Pemilu, sejatinya memang adalah pesta demokrasi. Pesta daulat rakyat setiap lima tahun sekali. Setiap satu suara rakyat punya harga yang ikut menentukan masa depan bangsa. Namun, pada sisinya yang lain, melekat citra sebagai “kotak dollar”. Dalam pengalaman penyelenggaraan Pemilu di Tanah Air sebelumnya, pesta demokrasi itu merupakan saat panen raya bagi semua pihak. Perusahaan Media pers, tempat wartawan bekerja menyuarakan idealisme pers, juga punya unit usaha yang berfungsi seperti halnya perusahaan lain, hidup dari Pemilu itu. Sejak dulu.
Jauh sebelum distrupsi di dunia informasi terjadi. Jauh sebelum kelahiran media-media baru, media digital dan sosial media. Namun, karena perusahaan media pers bersifat khusus, maka ia dibebani banyak aturan yang membedakannya dengan perusahaan biasa. Pertama, tentu saja media pers wajib memperhatikan obyektivitas, netralitas atau keberimbangan di dalam produk jurnalistiknya. Dalam banyak hak wartawan dan media pers dengan politisi dan Pemilu, seperti air dan minyak. Mustahil menyatu meski bisa bercampur. “Dalam politik, tidak ada yang terjadi secara kebetulan. Jika itu terjadi, Anda bisa bertaruh itu direncanakan seperti itu,” kata Franklin D. Roosevelt. Ranah politisi “bagaimana baiknya”, sedangkan ranah pers “bagaimana benarnya”. Ingkar janji atau bahkan berbohong adalah hal lazim dalam dunia politik, sedangkan di dunia pers hal itu tabu, haram. Wartawan dididik hanya memberitakan atau menyuarakan fakta. Katakan yang salah itu salah sekalipun menyakitkan. Sekalipun pemasang iklan mencabut iklannya, dan bisa juga pemilik media menindak wartawan yang bertanggung jawab di bidang redaksi.

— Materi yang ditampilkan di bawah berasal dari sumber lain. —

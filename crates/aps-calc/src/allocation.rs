//! 配置計劃
//!
//! 為一筆需求列舉可行的供應路徑：經連接器可達的儲區集合，或
//! 無連接器時直接可用的倉庫儲區。流量/產能不可行時記錄最近的
//! 重試時間而非直接丟棄。

use chrono::Duration;
use rust_decimal::Decimal;

use aps_core::{
    Activity, CapacityScheduler, ConnectorId, MaterialRequirement, Scenario, StorageArea,
    StorageAreaConnector, StorageAreaId, Timestamp, WarehouseId,
};

use crate::demand_profile::MaterialDemandProfile;
use crate::merge_retry;
use crate::supply_profile::SupplyProfile;

/// 配置計劃：一條候選供應路徑
#[derive(Debug, Clone)]
pub struct MaterialAllocationPlan {
    /// 供應倉庫
    pub warehouse_id: WarehouseId,

    /// 經過的連接器（None 表示無約束直接取用）
    pub connector_id: Option<ConnectorId>,

    /// 依序可用的儲區
    pub storage_areas: Vec<StorageAreaId>,

    /// 重試時間（None 表示目前可用）
    pub retry_date: Option<Timestamp>,

    /// 計劃時界內的最大可用量
    pub max_available_qty: Decimal,

    /// 是否精確命中需求釘選的供應來源
    pub exact_source_match: bool,
}

impl MaterialAllocationPlan {
    /// 計劃目前是否可用
    pub fn is_currently_valid(&self) -> bool {
        self.retry_date.is_none()
    }

    /// 空計劃沒有儲區、無法供應
    pub fn is_empty(&self) -> bool {
        self.storage_areas.is_empty()
    }
}

/// 配置計劃建構器
pub struct AllocationPlanner;

impl AllocationPlanner {
    /// 為需求建立全部候選計劃
    pub fn build_plans<C: CapacityScheduler>(
        scenario: &Scenario,
        requirement: &MaterialRequirement,
        activity: &Activity,
        capacity: &C,
        demand: &MaterialDemandProfile,
    ) -> Vec<MaterialAllocationPlan> {
        let window_from = demand.first_demand_at().unwrap_or(scenario.clock);
        let window_to = demand.last_demand_at().unwrap_or(scenario.clock);
        let qty = demand.remaining_qty();

        let warehouses: Vec<WarehouseId> = match requirement.warehouse_id {
            Some(id) => vec![id],
            None => scenario.warehouses_storing_item(&requirement.item_id),
        };

        let mut plans = Vec::new();
        for warehouse_id in warehouses {
            if scenario.inventory_for_item(&requirement.item_id, warehouse_id).is_none() {
                continue;
            }

            let connectors: Vec<&StorageAreaConnector> = scenario
                .connectors_for_consumer(activity.resource_id)
                .into_iter()
                .filter(|conn| {
                    conn.out_areas.iter().any(|area_id| {
                        scenario
                            .storage_area(*area_id)
                            .is_some_and(|area| area.warehouse_id == warehouse_id)
                    })
                })
                .collect();

            if connectors.is_empty() {
                // 無連接器 → 儲區直接可用（無約束計劃）
                if let Some(plan) = Self::build_plan(
                    scenario,
                    requirement,
                    capacity,
                    warehouse_id,
                    None,
                    &scenario
                        .areas_in_warehouse(warehouse_id)
                        .into_iter()
                        .map(|a| a.id)
                        .collect::<Vec<_>>(),
                    (window_from, window_to),
                    qty,
                ) {
                    plans.push(plan);
                }
            } else {
                for conn in connectors {
                    // 連接器流量不可行時記錄重試時間而非丟棄
                    let connector_retry = if conn.admits(window_from, window_to, qty) {
                        None
                    } else {
                        match conn.next_admission(window_from, window_to, qty) {
                            Some(at) => Some(at),
                            // 流量需求超過上限：永遠不可行
                            None => continue,
                        }
                    };

                    if let Some(mut plan) = Self::build_plan(
                        scenario,
                        requirement,
                        capacity,
                        warehouse_id,
                        Some(conn.id),
                        &conn.out_areas,
                        (window_from, window_to),
                        qty,
                    ) {
                        // 連接器與儲區是獨立的阻擋約束，較近者決定重試時間
                        plan.retry_date = merge_retry(connector_retry, plan.retry_date);
                        plans.push(plan);
                    }
                }
            }
        }

        plans
    }

    /// 建立單一計劃：逐儲區驗證並收斂重試時間
    #[allow(clippy::too_many_arguments)]
    fn build_plan<C: CapacityScheduler>(
        scenario: &Scenario,
        requirement: &MaterialRequirement,
        capacity: &C,
        warehouse_id: WarehouseId,
        connector_id: Option<ConnectorId>,
        candidate_areas: &[StorageAreaId],
        window: (Timestamp, Timestamp),
        qty: Decimal,
    ) -> Option<MaterialAllocationPlan> {
        let mut storage_areas = Vec::new();
        let mut area_retry: Option<Timestamp> = None;

        for &area_id in candidate_areas {
            let Some(area) = scenario.storage_area(area_id) else {
                continue;
            };
            if area.warehouse_id != warehouse_id {
                continue;
            }
            if !scenario.area_stores_item(area_id, &requirement.item_id) {
                continue;
            }
            if let Some(pinned) = requirement.storage_area_id {
                if pinned != area_id {
                    continue;
                }
            }
            if !area.admits_outflow(qty) {
                continue;
            }

            match Self::check_area_resource(capacity, area, window) {
                Ok(()) => storage_areas.push(area_id),
                // 資源窗口不可行：記錄最早重試時間而非硬性失敗
                Err(retry) => area_retry = merge_retry(area_retry, retry),
            }
        }

        let retry_date = if storage_areas.is_empty() {
            // 沒有可用儲區：計劃受阻，重試時間取儲區候選的最早值
            area_retry?;
            area_retry
        } else {
            None
        };

        let inventory = scenario.inventory_for_item(&requirement.item_id, warehouse_id)?;
        let supply = SupplyProfile::build(
            scenario,
            inventory.id,
            &storage_areas,
            requirement.allowed_lot_code.as_deref(),
        );

        let exact_source_match = requirement
            .storage_area_id
            .map(|pinned| storage_areas.contains(&pinned))
            .unwrap_or(false);

        Some(MaterialAllocationPlan {
            warehouse_id,
            connector_id,
            storage_areas,
            retry_date,
            max_available_qty: supply.max_available_qty(scenario.horizon_end),
            exact_source_match,
        })
    }

    /// 資源綁定儲區的轉移窗口檢查
    fn check_area_resource<C: CapacityScheduler>(
        capacity: &C,
        area: &StorageArea,
        window: (Timestamp, Timestamp),
    ) -> std::result::Result<(), Option<Timestamp>> {
        let Some(resource_id) = area.resource_id else {
            return Ok(());
        };

        let duration = (window.1 - window.0).max(Duration::zero());
        let result = capacity.find_capacity(resource_id, window.0, duration);
        if result.success {
            Ok(())
        } else {
            Err(result.next_start)
        }
    }

    /// 排序計劃：精確來源優先，其次最大可用量遞減；
    /// 等值時以（連接器、倉庫、儲區）穩定決定順序
    pub fn order_plans(plans: &mut [MaterialAllocationPlan]) {
        plans.sort_by(|a, b| {
            b.exact_source_match
                .cmp(&a.exact_source_match)
                .then(b.max_available_qty.cmp(&a.max_available_qty))
                .then(a.connector_id.cmp(&b.connector_id))
                .then(a.warehouse_id.cmp(&b.warehouse_id))
                .then(a.storage_areas.cmp(&b.storage_areas))
        });
    }

    /// 全部計劃中最早的阻擋重試時間
    pub fn earliest_retry(plans: &[MaterialAllocationPlan]) -> Option<Timestamp> {
        plans
            .iter()
            .filter_map(|p| p.retry_date)
            .min()
    }
}
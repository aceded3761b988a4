//! # APS Engine
//!
//! 物料可用性判定與批次庫存帳：
//! - `aps-core` — 批次帳、倉儲圖、庫存、需求與場景模型
//! - `aps-calc` — 需求/供應剖面、配置計劃、最小位移匹配與判定主流程

pub use aps_calc::{
    resolve_scenarios, Allocation, AllocationPlanner, AllocationSource, BackwardCalculator,
    DemandNode, FindMaterialResult, MaterialAllocationPlan, MaterialDemandProfile,
    MaterialResolver, MaterialShortage, ScenarioJob, ShiftCalculator, SupplyNode, SupplyProfile,
    SupplySource,
};
pub use aps_core::{
    Activity, ApsError, CapacityResult, CapacityScheduler, ConnectorId, FlowUsage, Inventory,
    InventoryId, ItemStorage, LinkMode, Lot, LotAdjustment, LotAdjustmentKind, LotId, LotManager,
    LotSource, LotStorage, LotStorageProfile, MaterialRequirement, MaterialUsedTiming, ReceiptKind,
    ResourceId, Result, ReverseCapacityResult, Scenario, ScenarioOptions, ScheduledReceipt,
    ShelfLife, StorageArea, StorageAreaConnector, StorageAreaId, Timestamp, UnconstrainedCapacity,
    Warehouse, WarehouseId,
};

Trauma Pemilu 2019 lalu masih menghantui kita. Total ada 894 petugas yang meninggal dunia dan 5.175 petugas mengalami sakit akibat kelelahan. Dua petinggi KPU ditangkap KPK terkait dengan kasus korupsi karena menyalahgunakan kewenangannya. Tidak terhitung jumlah anggota DPR, kepala daerah produk Pemilu yang menjadi tahanan KPK membuat kita frustrasi dan meragukan Pemilu dan Demokrasi itu sendiri. Harga terbesar yang mesti kita bayar, hingga sekarang, terjadi keterbelahan masyarakat. Sungguh memperihatinkan julukan yang tak beradab pada saudara sebangsa kita sendiri : Cebong” versus ” Kampret” atau “Kadrun”.

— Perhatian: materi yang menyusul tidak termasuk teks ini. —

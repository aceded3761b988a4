//! 需求剖面
//!
//! 依活動排程與耗用時點政策，將需求數量分解為時間序上的需求節點；
//! 配置記錄寫回節點，剖面為每次判定重建的暫時結構。

use rust_decimal::Decimal;
use uuid::Uuid;

use aps_core::{
    Activity, Inventory, InventoryId, MaterialRequirement, ScenarioOptions, StorageAreaId,
    Timestamp,
};

/// 配置來源
#[derive(Debug, Clone, Copy, PartialEq, Eq)]
pub enum AllocationSource {
    /// 自儲區供應
    Storage(StorageAreaId),
    /// 提前期後援（供應於 時鐘+提前期 可得）
    LeadTime(InventoryId),
    /// 超出計劃時界的最後手段配置
    PastHorizon,
    /// 接受的缺料
    Shortage,
}

/// 一筆配置記錄
#[derive(Debug, Clone)]
pub struct Allocation {
    /// 供應可得時間
    pub available_at: Timestamp,

    /// 配置數量
    pub qty: Decimal,

    /// 配置來源
    pub source: AllocationSource,
}

/// 需求節點
#[derive(Debug, Clone)]
pub struct DemandNode {
    /// 需求時間
    pub at: Timestamp,

    /// 需求數量
    pub qty: Decimal,

    allocations: Vec<Allocation>,
}

impl DemandNode {
    fn new(at: Timestamp, qty: Decimal) -> Self {
        Self {
            at,
            qty,
            allocations: Vec::new(),
        }
    }

    /// 已配置數量
    pub fn allocated_qty(&self) -> Decimal {
        self.allocations.iter().map(|a| a.qty).sum()
    }

    /// 未滿足數量
    pub fn remaining(&self) -> Decimal {
        (self.qty - self.allocated_qty()).max(Decimal::ZERO)
    }

    /// 配置記錄
    pub fn allocations(&self) -> &[Allocation] {
        &self.allocations
    }

    /// 配置數量（以未滿足數量為上限），回傳實際接受量
    fn allocate(&mut self, available_at: Timestamp, qty: Decimal, source: AllocationSource) -> Decimal {
        let accepted = qty.min(self.remaining());
        if accepted > Decimal::ZERO {
            self.allocations.push(Allocation {
                available_at,
                qty: accepted,
                source,
            });
        }
        accepted
    }
}

/// 物料需求剖面
///
/// 節點依日期非遞減排列；同一輸入重建必得相同節點序列。
#[derive(Debug, Clone)]
pub struct MaterialDemandProfile {
    /// 來源需求ID
    pub requirement_id: Uuid,

    /// 物料ID
    pub item_id: String,

    /// 合格批次代碼過濾
    pub allowed_lot_code: Option<String>,

    nodes: Vec<DemandNode>,
}

impl MaterialDemandProfile {
    /// 依（需求、活動、場景選項）建立需求剖面
    pub fn build(
        requirement: &MaterialRequirement,
        activity: &Activity,
        options: &ScenarioOptions,
    ) -> Self {
        let times = activity.consumption_times(requirement.timing);

        let mut nodes = Vec::with_capacity(times.len());
        if times.len() <= 1 {
            let at = times.first().copied().unwrap_or(activity.scheduled_start);
            nodes.push(DemandNode::new(at, requirement.qty));
        } else {
            // 逐週期平均分解；捨入差額由最後一個節點吸收
            let count = Decimal::from(times.len() as u64);
            let per_node = options.round_qty(requirement.qty / count);
            let mut assigned = Decimal::ZERO;
            for (i, &at) in times.iter().enumerate() {
                let qty = if i + 1 == times.len() {
                    requirement.qty - assigned
                } else {
                    per_node
                };
                assigned += qty;
                nodes.push(DemandNode::new(at, qty));
            }
        }

        Self {
            requirement_id: requirement.id,
            item_id: requirement.item_id.clone(),
            allowed_lot_code: requirement.allowed_lot_code.clone(),
            nodes,
        }
    }

    /// 需求節點
    pub fn nodes(&self) -> &[DemandNode] {
        &self.nodes
    }

    /// 第一個需求時間
    pub fn first_demand_at(&self) -> Option<Timestamp> {
        self.nodes.first().map(|n| n.at)
    }

    /// 最後一個需求時間
    pub fn last_demand_at(&self) -> Option<Timestamp> {
        self.nodes.last().map(|n| n.at)
    }

    /// 總需求量
    pub fn total_qty(&self) -> Decimal {
        self.nodes.iter().map(|n| n.qty).sum()
    }

    /// 已配置總量
    pub fn allocated_qty(&self) -> Decimal {
        self.nodes.iter().map(|n| n.allocated_qty()).sum()
    }

    /// 未滿足總量
    pub fn remaining_qty(&self) -> Decimal {
        self.nodes.iter().map(|n| n.remaining()).sum()
    }

    /// 是否已滿足：每個節點的累積配置都覆蓋累積需求
    pub fn is_satisfied(&self) -> bool {
        self.nodes.iter().all(|n| n.remaining() == Decimal::ZERO)
    }

    /// 全部配置中最晚的供應可得時間
    ///
    /// 提前期後援會使可得時間晚於需求時間；活動開始日期據此回推。
    pub fn available_date(&self) -> Option<Timestamp> {
        self.nodes
            .iter()
            .flat_map(|n| n.allocations.iter())
            .map(|a| a.available_at)
            .max()
    }

    /// 清除所有配置（換下一個計劃重試前呼叫）
    pub fn reset(&mut self) {
        for node in &mut self.nodes {
            node.allocations.clear();
        }
    }

    /// 對指定節點配置數量，回傳實際接受量
    pub fn allocate_to(
        &mut self,
        node_index: usize,
        available_at: Timestamp,
        qty: Decimal,
        source: AllocationSource,
    ) -> Decimal {
        match self.nodes.get_mut(node_index) {
            Some(node) => node.allocate(available_at, qty, source),
            None => Decimal::ZERO,
        }
    }

    /// 提前期後援：以 時鐘+提前期 的無約束供應補足所有未滿足節點
    pub fn allocate_remaining_from_lead_time(&mut self, inventory: &Inventory, clock: Timestamp) {
        let available_at = clock + inventory.lead_time();
        for node in &mut self.nodes {
            let remaining = node.remaining();
            if remaining > Decimal::ZERO {
                node.allocate(available_at, remaining, AllocationSource::LeadTime(inventory.id));
            }
        }
    }

    /// 超出計劃時界的需求節點允許最後手段配置
    pub fn allocate_past_horizon(&mut self, horizon_end: Timestamp) {
        for node in &mut self.nodes {
            if node.at > horizon_end {
                let remaining = node.remaining();
                if remaining > Decimal::ZERO {
                    node.allocate(node.at, remaining, AllocationSource::PastHorizon);
                }
            }
        }
    }

    /// 以缺料配置補足所有未滿足節點，回傳缺料總量
    pub fn allocate_shortage(&mut self, at: Timestamp) -> Decimal {
        let mut total = Decimal::ZERO;
        for node in &mut self.nodes {
            let remaining = node.remaining();
            if remaining > Decimal::ZERO {
                node.allocate(at, remaining, AllocationSource::Shortage);
                total += remaining;
            }
        }
        total
    }

    /// 缺料配置總量
    pub fn shortage_qty(&self) -> Decimal {
        self.nodes
            .iter()
            .flat_map(|n| n.allocations.iter())
            .filter(|a| a.source == AllocationSource::Shortage)
            .map(|a| a.qty)
            .sum()
    }
}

Di masa Orde Baru demokrasi kita dijuluki demokrasi pengejar layang- layang. Masih menggambarkan keadaan suka cita para pengejar layang- layang. Yang diawal -awal ” game ” bahu – membahu menciptakan kegembiraan dengan permainan itu. Aturan dibuat bareng, gala bambu dicreate bersama dikasih ranting pohon ujungnya, menyeberang jalan saling menjaga, meski endingnya ironis. Tidak ada yang boleh mendapat layangan itu, mendingan robek-robek. Tapi tidak ada yang kecewa. Besok bermain lagi. Begitu lagi.
Tapi satu dasawarsa terakhir permainan berubah drastis. Kita mengurut dada karena semangat sportivitas sebagaimana dalam game apapun hilang. Yang ada semangat saling mengenyahkan satu sama lain. Hoax dan doxing menjadi senjata pamungkas untuk menyalurkan naluri pengenyahan lawan politik, bahkan jauh sebelum kompetisi dimulai.